**About this task:** Check every line of the entries for "HashMap", and copy the lines that hold it.

---- Data in this exercise

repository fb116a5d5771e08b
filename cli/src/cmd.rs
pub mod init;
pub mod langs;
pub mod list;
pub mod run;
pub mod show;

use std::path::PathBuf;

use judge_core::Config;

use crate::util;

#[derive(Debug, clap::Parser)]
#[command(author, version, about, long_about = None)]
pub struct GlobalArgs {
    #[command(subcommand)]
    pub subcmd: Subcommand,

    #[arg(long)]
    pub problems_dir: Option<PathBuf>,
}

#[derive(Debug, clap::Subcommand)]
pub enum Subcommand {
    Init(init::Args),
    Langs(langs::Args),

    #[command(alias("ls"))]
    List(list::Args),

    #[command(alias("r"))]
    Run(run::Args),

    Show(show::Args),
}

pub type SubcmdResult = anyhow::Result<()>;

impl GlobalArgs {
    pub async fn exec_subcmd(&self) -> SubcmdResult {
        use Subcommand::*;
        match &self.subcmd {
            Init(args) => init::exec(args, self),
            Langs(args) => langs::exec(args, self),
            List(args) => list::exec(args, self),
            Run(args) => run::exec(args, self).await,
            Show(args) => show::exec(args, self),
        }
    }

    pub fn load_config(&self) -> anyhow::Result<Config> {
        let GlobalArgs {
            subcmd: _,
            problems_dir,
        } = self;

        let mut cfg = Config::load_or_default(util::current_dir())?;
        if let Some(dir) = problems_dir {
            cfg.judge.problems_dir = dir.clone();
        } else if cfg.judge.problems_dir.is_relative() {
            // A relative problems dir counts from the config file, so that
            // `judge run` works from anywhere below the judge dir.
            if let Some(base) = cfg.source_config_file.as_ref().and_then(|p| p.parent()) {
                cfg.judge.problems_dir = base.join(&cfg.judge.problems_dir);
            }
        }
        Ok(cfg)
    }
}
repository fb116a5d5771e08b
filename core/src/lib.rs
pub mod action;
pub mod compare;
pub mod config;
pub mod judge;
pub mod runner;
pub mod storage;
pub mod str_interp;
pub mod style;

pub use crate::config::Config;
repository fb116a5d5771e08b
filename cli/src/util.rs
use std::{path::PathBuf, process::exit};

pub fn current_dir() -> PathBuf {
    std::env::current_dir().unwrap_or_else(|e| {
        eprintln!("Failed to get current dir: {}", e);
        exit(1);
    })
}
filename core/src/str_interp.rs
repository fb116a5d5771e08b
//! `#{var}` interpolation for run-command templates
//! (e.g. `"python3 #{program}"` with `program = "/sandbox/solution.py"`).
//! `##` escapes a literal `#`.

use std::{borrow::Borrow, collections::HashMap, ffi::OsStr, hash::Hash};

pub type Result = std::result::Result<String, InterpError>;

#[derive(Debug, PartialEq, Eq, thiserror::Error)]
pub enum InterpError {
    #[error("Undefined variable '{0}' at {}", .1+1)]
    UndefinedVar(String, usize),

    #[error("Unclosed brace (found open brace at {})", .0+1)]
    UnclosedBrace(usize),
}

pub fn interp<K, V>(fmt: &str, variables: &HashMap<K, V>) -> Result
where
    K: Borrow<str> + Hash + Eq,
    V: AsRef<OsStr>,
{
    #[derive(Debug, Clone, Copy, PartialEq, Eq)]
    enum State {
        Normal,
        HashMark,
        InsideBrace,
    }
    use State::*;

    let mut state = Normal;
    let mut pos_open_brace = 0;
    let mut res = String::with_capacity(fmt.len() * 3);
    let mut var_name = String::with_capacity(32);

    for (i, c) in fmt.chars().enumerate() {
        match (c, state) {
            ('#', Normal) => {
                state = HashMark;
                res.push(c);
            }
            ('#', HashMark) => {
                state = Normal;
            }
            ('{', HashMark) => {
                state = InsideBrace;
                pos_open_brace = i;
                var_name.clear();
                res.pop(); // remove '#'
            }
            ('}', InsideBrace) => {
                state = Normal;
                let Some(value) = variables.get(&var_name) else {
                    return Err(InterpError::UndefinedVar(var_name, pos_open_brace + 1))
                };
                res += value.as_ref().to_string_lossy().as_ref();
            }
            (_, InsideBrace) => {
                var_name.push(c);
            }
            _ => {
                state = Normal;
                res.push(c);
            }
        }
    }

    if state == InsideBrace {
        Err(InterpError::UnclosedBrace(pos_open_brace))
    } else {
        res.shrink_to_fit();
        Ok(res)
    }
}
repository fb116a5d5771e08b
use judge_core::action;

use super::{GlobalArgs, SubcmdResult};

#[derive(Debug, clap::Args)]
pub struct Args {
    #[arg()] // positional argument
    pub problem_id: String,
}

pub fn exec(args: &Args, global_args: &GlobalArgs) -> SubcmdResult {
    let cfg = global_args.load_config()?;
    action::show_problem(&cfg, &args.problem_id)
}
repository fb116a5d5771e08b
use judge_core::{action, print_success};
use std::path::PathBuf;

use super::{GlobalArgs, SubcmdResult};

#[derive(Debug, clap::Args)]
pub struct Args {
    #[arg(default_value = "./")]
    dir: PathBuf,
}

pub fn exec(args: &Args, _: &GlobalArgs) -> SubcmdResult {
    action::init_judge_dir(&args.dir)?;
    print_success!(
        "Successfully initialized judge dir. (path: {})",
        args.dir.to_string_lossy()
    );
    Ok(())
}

--------

**Written answer:**
use std::{borrow::Borrow, collections::HashMap, ffi::OsStr, hash::Hash};
pub fn interp<K, V>(fmt: &str, variables: &HashMap<K, V>) -> Result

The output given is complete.